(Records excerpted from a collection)
━━━━━━━━━━
//! Bus-side half of the bridge.
//!
//! Both callbacks are meant to be called from the I2C peripheral's
//! interrupt handler: `on_receive` once the master finished a write,
//! `on_request` when it starts a read. Neither blocks or logs.

use crate::mailbox::{Consumer, MailboxError, Producer};
use crate::protocol::{FRAME_CAPACITY, NO_RESPONSE};

pub struct I2cSlave<'a> {
    commands: Producer<'a>,
    responses: Consumer<'a>,
}

impl<'a> I2cSlave<'a> {
    pub fn new(commands: Producer<'a>, responses: Consumer<'a>) -> Self {
        Self {
            commands,
            responses,
        }
    }

    /// Queue the bytes of a finished master write as the next command.
    ///
    /// Rejected with [`MailboxError::Full`] while a previous command is
    /// still waiting or being dispatched; its response will still be
    /// delivered. An accepted command drops any response the master never
    /// collected. Empty writes (address probes) are ignored.
    pub fn on_receive(&mut self, bytes: &[u8]) -> Result<(), MailboxError> {
        if bytes.is_empty() {
            return Ok(());
        }
        if self.commands.is_full() {
            return Err(MailboxError::Full);
        }
        if bytes.len() > FRAME_CAPACITY {
            return Err(MailboxError::Overflow);
        }

        self.responses.release();
        self.commands.post(bytes)
    }

    /// Fill `out` for a master read and return how many bytes to send.
    ///
    /// Without a pending response this is a single [`NO_RESPONSE`] byte.
    pub fn on_request(&mut self, out: &mut [u8]) -> usize {
        if let Some(len) = self.responses.take_into(out) {
            return len;
        }
        match out.first_mut() {
            Some(b) => {
                *b = NO_RESPONSE;
                1
            }
            None => 0,
        }
    }
}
━━━━━━━━━━
# Directions
In the records above, some lines hold the word "MailboxError". Say how many, and nothing more.

# Result below
5